-- INSTRUCTIONS FOR THE TASK --
Count how many lines in the following data hold the word "other". Your answer is the number and nothing else.

════════════════════

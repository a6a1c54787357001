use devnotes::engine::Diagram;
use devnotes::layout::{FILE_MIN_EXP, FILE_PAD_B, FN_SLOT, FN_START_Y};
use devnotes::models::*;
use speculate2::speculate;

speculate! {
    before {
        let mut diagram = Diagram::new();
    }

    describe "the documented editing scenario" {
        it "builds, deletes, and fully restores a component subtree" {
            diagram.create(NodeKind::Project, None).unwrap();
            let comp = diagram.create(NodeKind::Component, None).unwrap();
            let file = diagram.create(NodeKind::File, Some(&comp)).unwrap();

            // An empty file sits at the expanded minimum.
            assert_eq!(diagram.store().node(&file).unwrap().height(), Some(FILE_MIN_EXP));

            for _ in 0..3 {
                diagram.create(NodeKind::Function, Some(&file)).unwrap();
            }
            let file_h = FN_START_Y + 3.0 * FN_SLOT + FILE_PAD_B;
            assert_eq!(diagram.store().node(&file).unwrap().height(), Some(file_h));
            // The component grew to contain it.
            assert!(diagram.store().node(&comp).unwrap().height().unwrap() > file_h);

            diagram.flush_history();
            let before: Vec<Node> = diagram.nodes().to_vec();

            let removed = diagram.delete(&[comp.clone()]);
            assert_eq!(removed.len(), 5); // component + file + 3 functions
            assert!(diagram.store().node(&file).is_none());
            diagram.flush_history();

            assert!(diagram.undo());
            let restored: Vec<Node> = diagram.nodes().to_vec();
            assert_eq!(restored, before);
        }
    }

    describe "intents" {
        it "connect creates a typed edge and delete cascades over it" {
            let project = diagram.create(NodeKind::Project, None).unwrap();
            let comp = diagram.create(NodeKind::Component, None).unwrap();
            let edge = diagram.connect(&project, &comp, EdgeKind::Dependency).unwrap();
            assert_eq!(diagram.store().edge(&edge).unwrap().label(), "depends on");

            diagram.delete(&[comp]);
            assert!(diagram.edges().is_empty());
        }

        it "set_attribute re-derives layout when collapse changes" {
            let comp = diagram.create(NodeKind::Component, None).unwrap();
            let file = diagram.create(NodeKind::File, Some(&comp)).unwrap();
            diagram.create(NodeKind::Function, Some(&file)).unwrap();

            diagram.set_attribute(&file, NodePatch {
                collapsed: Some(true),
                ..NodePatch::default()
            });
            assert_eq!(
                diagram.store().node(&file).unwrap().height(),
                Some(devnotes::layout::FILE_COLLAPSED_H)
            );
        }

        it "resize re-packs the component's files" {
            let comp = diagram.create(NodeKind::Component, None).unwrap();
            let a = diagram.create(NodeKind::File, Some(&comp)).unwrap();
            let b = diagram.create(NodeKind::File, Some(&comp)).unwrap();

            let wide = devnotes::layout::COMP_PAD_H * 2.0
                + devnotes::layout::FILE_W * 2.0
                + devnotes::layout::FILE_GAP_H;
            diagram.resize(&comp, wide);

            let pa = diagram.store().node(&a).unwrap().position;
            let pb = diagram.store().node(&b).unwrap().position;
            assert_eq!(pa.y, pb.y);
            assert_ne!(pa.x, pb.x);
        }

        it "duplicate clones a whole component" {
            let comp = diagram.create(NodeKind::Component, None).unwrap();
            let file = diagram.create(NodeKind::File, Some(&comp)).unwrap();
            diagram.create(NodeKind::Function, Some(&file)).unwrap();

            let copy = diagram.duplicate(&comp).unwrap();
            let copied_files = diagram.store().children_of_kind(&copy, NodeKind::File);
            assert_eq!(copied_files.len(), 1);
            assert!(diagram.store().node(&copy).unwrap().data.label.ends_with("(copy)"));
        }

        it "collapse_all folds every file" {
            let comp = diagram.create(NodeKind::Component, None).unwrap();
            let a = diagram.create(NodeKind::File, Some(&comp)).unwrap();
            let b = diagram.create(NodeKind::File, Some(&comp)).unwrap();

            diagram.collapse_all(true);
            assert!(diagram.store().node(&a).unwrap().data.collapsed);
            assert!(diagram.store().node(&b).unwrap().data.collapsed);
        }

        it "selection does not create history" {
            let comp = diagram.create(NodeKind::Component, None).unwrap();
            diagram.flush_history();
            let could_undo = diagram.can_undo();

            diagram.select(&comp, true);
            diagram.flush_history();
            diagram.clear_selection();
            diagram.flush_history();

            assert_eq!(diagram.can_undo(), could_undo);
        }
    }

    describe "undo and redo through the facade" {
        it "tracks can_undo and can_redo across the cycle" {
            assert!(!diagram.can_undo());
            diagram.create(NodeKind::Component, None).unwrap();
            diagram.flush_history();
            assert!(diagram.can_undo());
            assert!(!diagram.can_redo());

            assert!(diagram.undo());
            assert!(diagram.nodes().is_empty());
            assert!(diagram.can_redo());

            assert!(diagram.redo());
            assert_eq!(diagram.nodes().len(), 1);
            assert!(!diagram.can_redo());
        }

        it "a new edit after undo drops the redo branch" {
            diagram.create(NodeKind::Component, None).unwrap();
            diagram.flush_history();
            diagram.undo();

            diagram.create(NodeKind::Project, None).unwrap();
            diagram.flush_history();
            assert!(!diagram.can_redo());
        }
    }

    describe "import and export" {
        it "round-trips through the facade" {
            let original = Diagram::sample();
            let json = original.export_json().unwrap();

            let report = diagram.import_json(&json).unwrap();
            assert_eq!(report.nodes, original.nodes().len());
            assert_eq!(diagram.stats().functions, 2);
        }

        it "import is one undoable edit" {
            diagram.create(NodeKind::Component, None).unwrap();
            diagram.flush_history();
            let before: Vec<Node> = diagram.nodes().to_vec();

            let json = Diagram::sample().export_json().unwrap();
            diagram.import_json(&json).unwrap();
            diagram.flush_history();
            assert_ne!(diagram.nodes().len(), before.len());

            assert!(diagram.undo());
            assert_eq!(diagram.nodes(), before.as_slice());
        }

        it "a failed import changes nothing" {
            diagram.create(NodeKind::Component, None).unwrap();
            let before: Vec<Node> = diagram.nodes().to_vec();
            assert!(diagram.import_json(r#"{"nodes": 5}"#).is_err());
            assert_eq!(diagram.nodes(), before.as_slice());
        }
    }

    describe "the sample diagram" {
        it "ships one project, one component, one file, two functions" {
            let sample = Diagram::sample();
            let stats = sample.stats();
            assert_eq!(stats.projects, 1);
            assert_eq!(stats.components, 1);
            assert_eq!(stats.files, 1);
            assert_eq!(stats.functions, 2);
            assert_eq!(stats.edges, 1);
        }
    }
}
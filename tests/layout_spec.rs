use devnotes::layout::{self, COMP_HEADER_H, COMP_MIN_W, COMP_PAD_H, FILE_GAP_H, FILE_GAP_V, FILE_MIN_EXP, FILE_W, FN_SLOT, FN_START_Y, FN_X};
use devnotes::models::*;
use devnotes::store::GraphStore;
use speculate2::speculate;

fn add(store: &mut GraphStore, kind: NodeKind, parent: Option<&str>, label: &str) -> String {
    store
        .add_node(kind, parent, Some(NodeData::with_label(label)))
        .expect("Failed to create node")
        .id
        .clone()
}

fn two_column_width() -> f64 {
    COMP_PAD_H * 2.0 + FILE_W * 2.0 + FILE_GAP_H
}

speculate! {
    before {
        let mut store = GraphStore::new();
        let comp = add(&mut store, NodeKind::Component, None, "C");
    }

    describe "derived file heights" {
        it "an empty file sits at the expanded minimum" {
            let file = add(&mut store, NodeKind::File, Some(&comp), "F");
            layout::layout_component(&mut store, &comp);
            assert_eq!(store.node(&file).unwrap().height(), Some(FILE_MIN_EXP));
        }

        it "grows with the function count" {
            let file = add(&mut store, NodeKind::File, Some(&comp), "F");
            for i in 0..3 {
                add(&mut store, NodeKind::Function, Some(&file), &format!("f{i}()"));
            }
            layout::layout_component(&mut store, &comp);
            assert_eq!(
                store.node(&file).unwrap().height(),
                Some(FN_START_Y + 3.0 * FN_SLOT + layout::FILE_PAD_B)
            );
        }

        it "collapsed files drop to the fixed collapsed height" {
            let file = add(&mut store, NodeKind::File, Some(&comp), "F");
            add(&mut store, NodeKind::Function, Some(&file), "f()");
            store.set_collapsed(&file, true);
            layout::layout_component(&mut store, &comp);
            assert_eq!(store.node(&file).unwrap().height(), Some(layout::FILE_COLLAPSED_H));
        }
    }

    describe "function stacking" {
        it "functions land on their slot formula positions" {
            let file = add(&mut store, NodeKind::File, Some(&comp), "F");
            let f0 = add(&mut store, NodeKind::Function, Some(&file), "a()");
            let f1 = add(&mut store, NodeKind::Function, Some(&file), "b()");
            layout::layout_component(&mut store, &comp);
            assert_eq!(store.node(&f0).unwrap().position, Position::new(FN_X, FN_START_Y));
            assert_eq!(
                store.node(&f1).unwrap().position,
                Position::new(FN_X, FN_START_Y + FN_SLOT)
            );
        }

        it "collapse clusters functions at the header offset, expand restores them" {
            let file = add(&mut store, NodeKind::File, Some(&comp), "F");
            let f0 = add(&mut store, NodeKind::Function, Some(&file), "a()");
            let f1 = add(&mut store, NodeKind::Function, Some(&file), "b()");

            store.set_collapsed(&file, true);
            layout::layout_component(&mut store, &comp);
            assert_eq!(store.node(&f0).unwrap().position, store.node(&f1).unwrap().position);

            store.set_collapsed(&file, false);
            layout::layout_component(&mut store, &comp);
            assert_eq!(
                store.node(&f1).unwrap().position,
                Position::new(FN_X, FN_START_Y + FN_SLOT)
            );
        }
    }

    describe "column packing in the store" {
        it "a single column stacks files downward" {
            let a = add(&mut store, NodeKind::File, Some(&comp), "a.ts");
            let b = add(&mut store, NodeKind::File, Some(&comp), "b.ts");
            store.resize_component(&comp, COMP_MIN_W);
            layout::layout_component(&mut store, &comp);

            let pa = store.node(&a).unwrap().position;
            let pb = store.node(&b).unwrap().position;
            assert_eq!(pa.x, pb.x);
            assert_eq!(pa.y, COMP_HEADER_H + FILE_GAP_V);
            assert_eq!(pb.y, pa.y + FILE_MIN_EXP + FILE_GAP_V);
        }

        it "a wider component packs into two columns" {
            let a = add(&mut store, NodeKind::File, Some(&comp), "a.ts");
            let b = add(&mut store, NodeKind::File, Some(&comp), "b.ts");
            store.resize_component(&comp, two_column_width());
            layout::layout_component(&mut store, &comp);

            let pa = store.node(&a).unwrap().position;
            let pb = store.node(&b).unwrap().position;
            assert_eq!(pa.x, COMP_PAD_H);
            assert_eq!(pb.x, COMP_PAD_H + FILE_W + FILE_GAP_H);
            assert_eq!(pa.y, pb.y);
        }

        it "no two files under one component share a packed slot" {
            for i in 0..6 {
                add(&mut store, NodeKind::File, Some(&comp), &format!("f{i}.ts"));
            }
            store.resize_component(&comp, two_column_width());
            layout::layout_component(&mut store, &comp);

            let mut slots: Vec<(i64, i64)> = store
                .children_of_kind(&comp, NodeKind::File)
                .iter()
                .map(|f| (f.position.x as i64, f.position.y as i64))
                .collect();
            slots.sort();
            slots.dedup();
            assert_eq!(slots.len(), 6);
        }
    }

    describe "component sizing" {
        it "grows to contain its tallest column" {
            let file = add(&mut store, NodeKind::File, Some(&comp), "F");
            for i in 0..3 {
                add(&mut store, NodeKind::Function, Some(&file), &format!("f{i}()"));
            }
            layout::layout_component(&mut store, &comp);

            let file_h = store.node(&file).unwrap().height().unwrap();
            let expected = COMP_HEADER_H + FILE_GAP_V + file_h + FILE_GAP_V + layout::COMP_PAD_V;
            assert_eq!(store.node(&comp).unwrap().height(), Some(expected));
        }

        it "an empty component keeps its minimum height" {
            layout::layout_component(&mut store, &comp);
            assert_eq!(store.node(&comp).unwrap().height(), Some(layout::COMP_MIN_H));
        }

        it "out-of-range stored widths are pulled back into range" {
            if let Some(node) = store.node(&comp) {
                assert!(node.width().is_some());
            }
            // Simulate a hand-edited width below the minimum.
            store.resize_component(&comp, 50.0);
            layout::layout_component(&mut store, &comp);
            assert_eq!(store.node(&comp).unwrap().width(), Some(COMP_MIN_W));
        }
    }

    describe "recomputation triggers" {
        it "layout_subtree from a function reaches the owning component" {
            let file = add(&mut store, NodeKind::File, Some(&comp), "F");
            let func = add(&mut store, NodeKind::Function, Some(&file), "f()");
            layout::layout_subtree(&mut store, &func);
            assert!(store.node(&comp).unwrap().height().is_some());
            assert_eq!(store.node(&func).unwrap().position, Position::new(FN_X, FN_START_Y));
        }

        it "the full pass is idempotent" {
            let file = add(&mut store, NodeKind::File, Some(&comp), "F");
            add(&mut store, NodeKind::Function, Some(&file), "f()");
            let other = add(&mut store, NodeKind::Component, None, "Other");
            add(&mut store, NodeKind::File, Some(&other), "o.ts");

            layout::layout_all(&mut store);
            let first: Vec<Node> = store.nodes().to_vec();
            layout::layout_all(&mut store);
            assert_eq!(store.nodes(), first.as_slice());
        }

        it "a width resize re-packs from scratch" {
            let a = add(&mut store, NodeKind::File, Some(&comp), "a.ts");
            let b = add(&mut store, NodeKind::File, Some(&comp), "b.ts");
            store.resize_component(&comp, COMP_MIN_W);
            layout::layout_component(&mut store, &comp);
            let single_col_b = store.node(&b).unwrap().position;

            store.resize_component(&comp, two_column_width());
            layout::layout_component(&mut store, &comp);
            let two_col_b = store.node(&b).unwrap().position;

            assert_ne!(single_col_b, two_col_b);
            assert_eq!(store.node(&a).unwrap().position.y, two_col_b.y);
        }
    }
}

════════════════════

-- RESPONSE BELOW --
2